### Exercise objective
Transcribe exactly the lines that fall between the one holding "of the block." and the one holding "fn put_u64(block: &mut", inclusive, from the entries below.

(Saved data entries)
::::::
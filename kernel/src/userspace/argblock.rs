// Copyright 2022 The Firefly Authors.
//
// Use of this source code is governed by a BSD 3-clause
// license that can be found in the LICENSE file.

//! Builds the command-line argument block for a new process.
//!
//! The block lives at a user address inside the process's region and is
//! laid out contiguously: a header of `{argc, argv}`, then the argv
//! array of `argc + 1` pointers (the last one null), then the argument
//! strings themselves, each nul-terminated. Every pointer in the block
//! is a user-mode address, computed from the block's own user address.
//!
//! Tokenization splits the command on spaces, tabs, carriage returns,
//! and line feeds, with no quoting or escaping.

/// The size in bytes of the `{argc, argv}` header at the
/// start of the block.
///
const HEADER_SIZE: usize = 16;

/// The size in bytes of each pointer in the block.
///
const POINTER_SIZE: usize = 8;

fn is_space(byte: u8) -> bool {
    byte == b' ' || byte == b'\t' || byte == b'\r' || byte == b'\n'
}

/// An iterator over the whitespace-separated tokens of a
/// command string.
///
fn tokens(command: &str) -> impl Iterator<Item = &[u8]> {
    command
        .as_bytes()
        .split(|&byte| is_space(byte))
        .filter(|token| !token.is_empty())
}

/// Determines the number of arguments and the buffer size
/// needed to format an argument block for the given
/// command.
///
pub fn argument_block_size(command: &str) -> (usize, usize) {
    let mut num_args = 0;
    let mut size = HEADER_SIZE;

    for token in tokens(command) {
        num_args += 1;
        size += POINTER_SIZE; // The argv entry.
        size += token.len() + 1; // The string, nul-terminated.
    }

    // argv is terminated by a null pointer.
    size += POINTER_SIZE;

    (num_args, size)
}

fn put_u64(block: &mut [u8], offset: usize, value: u64) {
    block[offset..offset + 8].copy_from_slice(&value.to_le_bytes());
}

/// Formats a process's argument block into `block`.
///
/// [`argument_block_size`] must be called first to size the
/// buffer and count the arguments. `user_address` is the
/// address the block will have in user mode; every pointer
/// stored in the block is relative to it.
///
/// # Panics
///
/// `format_argument_block` will panic if `block` is smaller
/// than the size reported by [`argument_block_size`].
///
pub fn format_argument_block(
    block: &mut [u8],
    num_args: usize,
    user_address: u64,
    command: &str,
) {
    // The header: argc, then argv pointing immediately
    // after the header.
    put_u64(block, 0, num_args as u64);
    put_u64(block, 8, user_address + HEADER_SIZE as u64);

    // The argv array sits after the header; the strings
    // are packed after the array's null terminator.
    let mut argv = HEADER_SIZE;
    let mut dst = HEADER_SIZE + (num_args + 1) * POINTER_SIZE;

    for token in tokens(command) {
        put_u64(block, argv, user_address + dst as u64);
        argv += POINTER_SIZE;

        block[dst..dst + token.len()].copy_from_slice(token);
        dst += token.len();
        block[dst] = 0;
        dst += 1;
    }

    // Argv terminated by a null pointer.
    put_u64(block, argv, 0);
}

#[cfg(test)]
mod tests {
    use super::argument_block_size;
    use super::format_argument_block;
    use super::HEADER_SIZE;
    use super::POINTER_SIZE;
    use alloc::vec;
    use alloc::vec::Vec;

    fn get_u64(block: &[u8], offset: usize) -> u64 {
        let mut bytes = [0u8; 8];
        bytes.copy_from_slice(&block[offset..offset + 8]);
        u64::from_le_bytes(bytes)
    }

    /// Parses a formatted block back into its argument
    /// strings, checking the pointer structure on the way.
    ///
    fn parse_block(block: &[u8], user_address: u64) -> Vec<Vec<u8>> {
        let argc = get_u64(block, 0) as usize;
        let argv = get_u64(block, 8);
        assert_eq!(argv, user_address + HEADER_SIZE as u64);

        let mut args = Vec::new();
        for i in 0..argc {
            let slot = (argv - user_address) as usize + i * POINTER_SIZE;
            let ptr = get_u64(block, slot);
            assert!(ptr > user_address);

            let mut offset = (ptr - user_address) as usize;
            let mut arg = Vec::new();
            while block[offset] != 0 {
                arg.push(block[offset]);
                offset += 1;
            }

            args.push(arg);
        }

        // The array is terminated by a null pointer.
        let terminator = (argv - user_address) as usize + argc * POINTER_SIZE;
        assert_eq!(get_u64(block, terminator), 0);

        args
    }

    #[test]
    fn test_block_reproduces_tokens() {
        let command = "shell.exe -c  ls\t/c\r\n";
        let (num_args, size) = argument_block_size(command);
        assert_eq!(num_args, 4);

        let user_address = 0x6000;
        let mut block = vec![0u8; size];
        format_argument_block(&mut block, num_args, user_address, command);

        let args = parse_block(&block, user_address);
        assert_eq!(
            args,
            vec![
                b"shell.exe".to_vec(),
                b"-c".to_vec(),
                b"ls".to_vec(),
                b"/c".to_vec(),
            ]
        );
    }

    #[test]
    fn test_empty_command() {
        let (num_args, size) = argument_block_size("   ");
        assert_eq!(num_args, 0);
        assert_eq!(size, HEADER_SIZE + POINTER_SIZE);

        let mut block = vec![0u8; size];
        format_argument_block(&mut block, num_args, 0x8000, "   ");

        assert_eq!(parse_block(&block, 0x8000), Vec::<Vec<u8>>::new());
    }
}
::::::
### Written response
/// start of the block.
///
const HEADER_SIZE: usize = 16;

/// The size in bytes of each pointer in the block.
///
const POINTER_SIZE: usize = 8;

fn is_space(byte: u8) -> bool {
    byte == b' ' || byte == b'\t' || byte == b'\r' || byte == b'\n'
}

/// An iterator over the whitespace-separated tokens of a
/// command string.
///
fn tokens(command: &str) -> impl Iterator<Item = &[u8]> {
    command
        .as_bytes()
        .split(|&byte| is_space(byte))
        .filter(|token| !token.is_empty())
}

/// Determines the number of arguments and the buffer size
/// needed to format an argument block for the given
/// command.
///
pub fn argument_block_size(command: &str) -> (usize, usize) {
    let mut num_args = 0;
    let mut size = HEADER_SIZE;

    for token in tokens(command) {
        num_args += 1;
        size += POINTER_SIZE; // The argv entry.
        size += token.len() + 1; // The string, nul-terminated.
    }

    // argv is terminated by a null pointer.
    size += POINTER_SIZE;

    (num_args, size)
}

fn put_u64(block: &mut [u8], offset: usize, value: u64) {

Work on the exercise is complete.